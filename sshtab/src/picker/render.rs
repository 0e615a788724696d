use crate::items::PickItem;
use chrono::{Local, TimeZone};
use crossterm::cursor::MoveTo;
use crossterm::queue;
use crossterm::style::{
    Attribute, Color, Print, SetAttribute, SetBackgroundColor, SetForegroundColor,
};
use crossterm::terminal::{Clear, ClearType};
use std::io::{self, Write};
use unicode_width::{UnicodeWidthChar, UnicodeWidthStr};

const HEADER_BG: Color = Color::AnsiValue(235);
const PANEL_BG: Color = Color::AnsiValue(236);
const SELECT_BG: Color = Color::AnsiValue(24);
const TEXT: Color = Color::AnsiValue(250);
const MUTED: Color = Color::AnsiValue(245);
const ACCENT: Color = Color::AnsiValue(75);
const BRIGHT: Color = Color::AnsiValue(231);

/// Rows taken by the header, the two rules and the footer.
const CHROME_ROWS: usize = 4;

#[derive(Debug, Clone, Copy)]
struct Style {
    bg: Color,
    fg: Color,
    bold: bool,
}

const HEADER: Style = Style {
    bg: HEADER_BG,
    fg: ACCENT,
    bold: true,
};
const RULE: Style = Style {
    bg: HEADER_BG,
    fg: MUTED,
    bold: false,
};
const ROW: Style = Style {
    bg: PANEL_BG,
    fg: TEXT,
    bold: false,
};
const SELECTED_ROW: Style = Style {
    bg: SELECT_BG,
    fg: BRIGHT,
    bold: true,
};
const EMPTY_ROW: Style = Style {
    bg: PANEL_BG,
    fg: MUTED,
    bold: false,
};

/// Everything needed to paint one frame.
pub(crate) struct Frame<'a> {
    pub title: &'a str,
    pub items: &'a [PickItem],
    pub selected: usize,
    pub offset: usize,
    pub show_alias: bool,
    pub footer_left: &'a str,
    pub footer_right: &'a str,
    pub now: i64,
}

/// Number of list rows that fit on a terminal with `rows` lines.
pub(crate) fn visible_count(total: usize, rows: u16) -> usize {
    let rows = usize::from(rows);
    let max_visible = if rows > CHROME_ROWS {
        rows - CHROME_ROWS
    } else if rows > 0 {
        1
    } else {
        10
    };
    total.min(max_visible)
}

fn padding(width: usize) -> usize {
    match width {
        w if w >= 4 => 2,
        w if w >= 2 => 1,
        _ => 0,
    }
}

/// Cut `text` to at most `width` columns, marking the cut with `...`.
pub(crate) fn truncate(text: &str, width: usize) -> String {
    if text.width() <= width {
        return text.to_string();
    }
    if width <= 3 {
        return take_columns(text, width);
    }
    let mut out = take_columns(text, width - 3);
    out.push_str("...");
    out
}

fn take_columns(text: &str, width: usize) -> String {
    let mut out = String::new();
    let mut used = 0;
    for c in text.chars() {
        let w = c.width().unwrap_or(0);
        if used + w > width {
            break;
        }
        used += w;
        out.push(c);
    }
    out
}

/// `now`, `5m`, `3h`, `2d`, then a local `YYYY/MM/DD` date.
pub(crate) fn relative_time(last_used: i64, now: i64) -> String {
    if last_used <= 0 || now <= 0 {
        return "?".to_string();
    }
    let diff = (now - last_used).max(0);
    match diff {
        d if d < 60 => "now".to_string(),
        d if d < 3_600 => format!("{}m", d / 60),
        d if d < 86_400 => format!("{}h", d / 3_600),
        d if d < 604_800 => format!("{}d", d / 86_400),
        _ => match Local.timestamp_opt(last_used, 0).single() {
            Some(at) => at.format("%Y/%m/%d").to_string(),
            None => "?".to_string(),
        },
    }
}

pub(crate) fn hint_text(
    alias_edit: bool,
    toggle: bool,
    show_alias: bool,
    selected: usize,
    total: usize,
) -> String {
    let mut hint = String::from("Up/Down move  Enter confirm  Esc cancel");
    if alias_edit {
        hint.push_str("  n alias");
    }
    if toggle {
        hint.push_str("  Shift+Tab/S toggle");
        hint.push_str(if show_alias {
            "  view: alias"
        } else {
            "  view: addr"
        });
    }
    hint.push_str(&format!("  {}/{}", selected + 1, total));
    hint
}

struct Painter {
    buf: Vec<u8>,
    width: usize,
    lines_left: usize,
}

impl Painter {
    fn inner_width(&self) -> usize {
        self.width.saturating_sub(padding(self.width) * 2)
    }

    /// One full-width line: left text, and right text when it fits.
    fn line(&mut self, left: &str, right: &str, style: Style) -> io::Result<()> {
        if self.lines_left == 0 {
            return Ok(());
        }
        self.lines_left -= 1;

        let pad = padding(self.width);
        let inner = self.inner_width();
        let right_width = right.width();
        let (right, gap, left_max) = if !right.is_empty() && right_width + 2 <= inner {
            (right, 2, inner - right_width - 2)
        } else {
            ("", 0, inner)
        };
        let left = truncate(left, left_max);
        let fill = left_max.saturating_sub(left.width());

        queue!(
            self.buf,
            Print("\r"),
            Clear(ClearType::CurrentLine),
            SetBackgroundColor(style.bg),
            SetForegroundColor(style.fg)
        )?;
        if style.bold {
            queue!(self.buf, SetAttribute(Attribute::Bold))?;
        }
        let text = format!(
            "{:pad$}{left}{:fill$}{:gap$}{right}{:pad$}",
            "", "", "", ""
        );
        queue!(self.buf, Print(text), SetAttribute(Attribute::Reset))?;
        if self.lines_left > 0 {
            queue!(self.buf, Print("\r\n"))?;
        }
        Ok(())
    }
}

/// Paint a whole frame for a `cols` x `rows` terminal.
pub(crate) fn draw<W: Write + ?Sized>(
    out: &mut W,
    frame: &Frame<'_>,
    cols: u16,
    rows: u16,
) -> io::Result<()> {
    let width = usize::from(cols);
    let visible = visible_count(frame.items.len(), rows);
    let mut painter = Painter {
        buf: Vec::new(),
        width,
        lines_left: visible + CHROME_ROWS,
    };
    queue!(painter.buf, Clear(ClearType::All), MoveTo(0, 0))?;

    let title = if frame.title.is_empty() {
        "sshtab"
    } else {
        frame.title
    };
    painter.line(
        &format!("{title}  [{}]", frame.items.len()),
        "",
        HEADER,
    )?;
    let rule = "-".repeat(painter.inner_width());
    painter.line(&rule, "", RULE)?;

    let inner = painter.inner_width();
    for row in 0..visible {
        let idx = frame.offset + row;
        let Some(item) = frame.items.get(idx) else {
            painter.line("", "", EMPTY_ROW)?;
            continue;
        };
        let is_selected = idx == frame.selected;
        let marker = if is_selected { "> " } else { "  " };
        let label = format!("{marker}{}", item.label(frame.show_alias));
        let when = relative_time(item.last_used, frame.now);
        let mut right = format!("{when}  {}x", item.count);
        if right.width() + 2 > inner {
            right = when;
        }
        let style = if is_selected { SELECTED_ROW } else { ROW };
        painter.line(&label, &right, style)?;
    }

    painter.line(&rule, "", RULE)?;
    painter.line(frame.footer_left, frame.footer_right, RULE)?;

    out.write_all(&painter.buf)?;
    out.flush()
}
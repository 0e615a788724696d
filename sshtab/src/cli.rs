use clap::{Args, Parser, Subcommand};

const DEFAULT_LIMIT: usize = 50;

#[derive(Parser, Debug)]
#[command(author, version, about, long_about = None)]
pub struct Cli {
    #[command(subcommand)]
    pub command: Command,
}

#[derive(Subcommand, Debug, Clone, PartialEq, Eq)]
pub enum Command {
    /// Record a successful ssh command from the shell hook.
    Record {
        #[arg(long, allow_negative_numbers = true)]
        exit_code: i32,
        #[arg(long)]
        raw: String,
    },
    /// Add a command to general history without executing it.
    Add {
        #[arg(required = true, trailing_var_arg = true, allow_hyphen_values = true)]
        command: Vec<String>,
    },
    /// List recent ssh commands.
    List {
        #[arg(long, default_value_t = DEFAULT_LIMIT)]
        limit: usize,
        #[arg(long)]
        with_ids: bool,
    },
    /// Pick ssh arguments for completion.
    Pick(PickArgs),
    /// Pick full command lines for completion.
    PickCommand(PickArgs),
    /// Set or clear the display alias of an ssh destination.
    Alias {
        #[arg(long)]
        name: String,
        #[arg(long, conflicts_with = "address", required_unless_present = "address")]
        id: Option<usize>,
        #[arg(long)]
        address: Option<String>,
        #[arg(long, default_value_t = DEFAULT_LIMIT)]
        limit: usize,
    },
    /// Delete ssh history entries.
    Delete {
        #[arg(long, conflicts_with = "pick", required_unless_present = "pick")]
        index: Option<usize>,
        #[arg(long)]
        pick: bool,
        #[arg(long, default_value_t = DEFAULT_LIMIT)]
        limit: usize,
    },
    /// Execute ssh with safe tokenization, without a shell.
    Exec {
        #[arg(allow_hyphen_values = true)]
        args_string: String,
    },
}

#[derive(Args, Debug, Clone, PartialEq, Eq)]
pub struct PickArgs {
    #[arg(long, default_value_t = DEFAULT_LIMIT)]
    pub limit: usize,
    /// Print the item at `--select` instead of opening the picker.
    #[arg(long, requires = "select")]
    pub non_interactive: bool,
    #[arg(long)]
    pub select: Option<usize>,
}

impl Command {
    /// Prefix for diagnostics, e.g. `delete failed: ...`.
    pub fn name(&self) -> &'static str {
        match self {
            Command::Record { .. } => "record",
            Command::Add { .. } => "add",
            Command::List { .. } => "list",
            Command::Pick(_) => "pick",
            Command::PickCommand(_) => "pick-command",
            Command::Alias { .. } => "alias",
            Command::Delete { .. } => "delete",
            Command::Exec { .. } => "exec",
        }
    }
}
* * *
-- What needs to be done --
Work out how many lines in the material above hold the word "picker"; answer with the number only.

-- Written reply --
2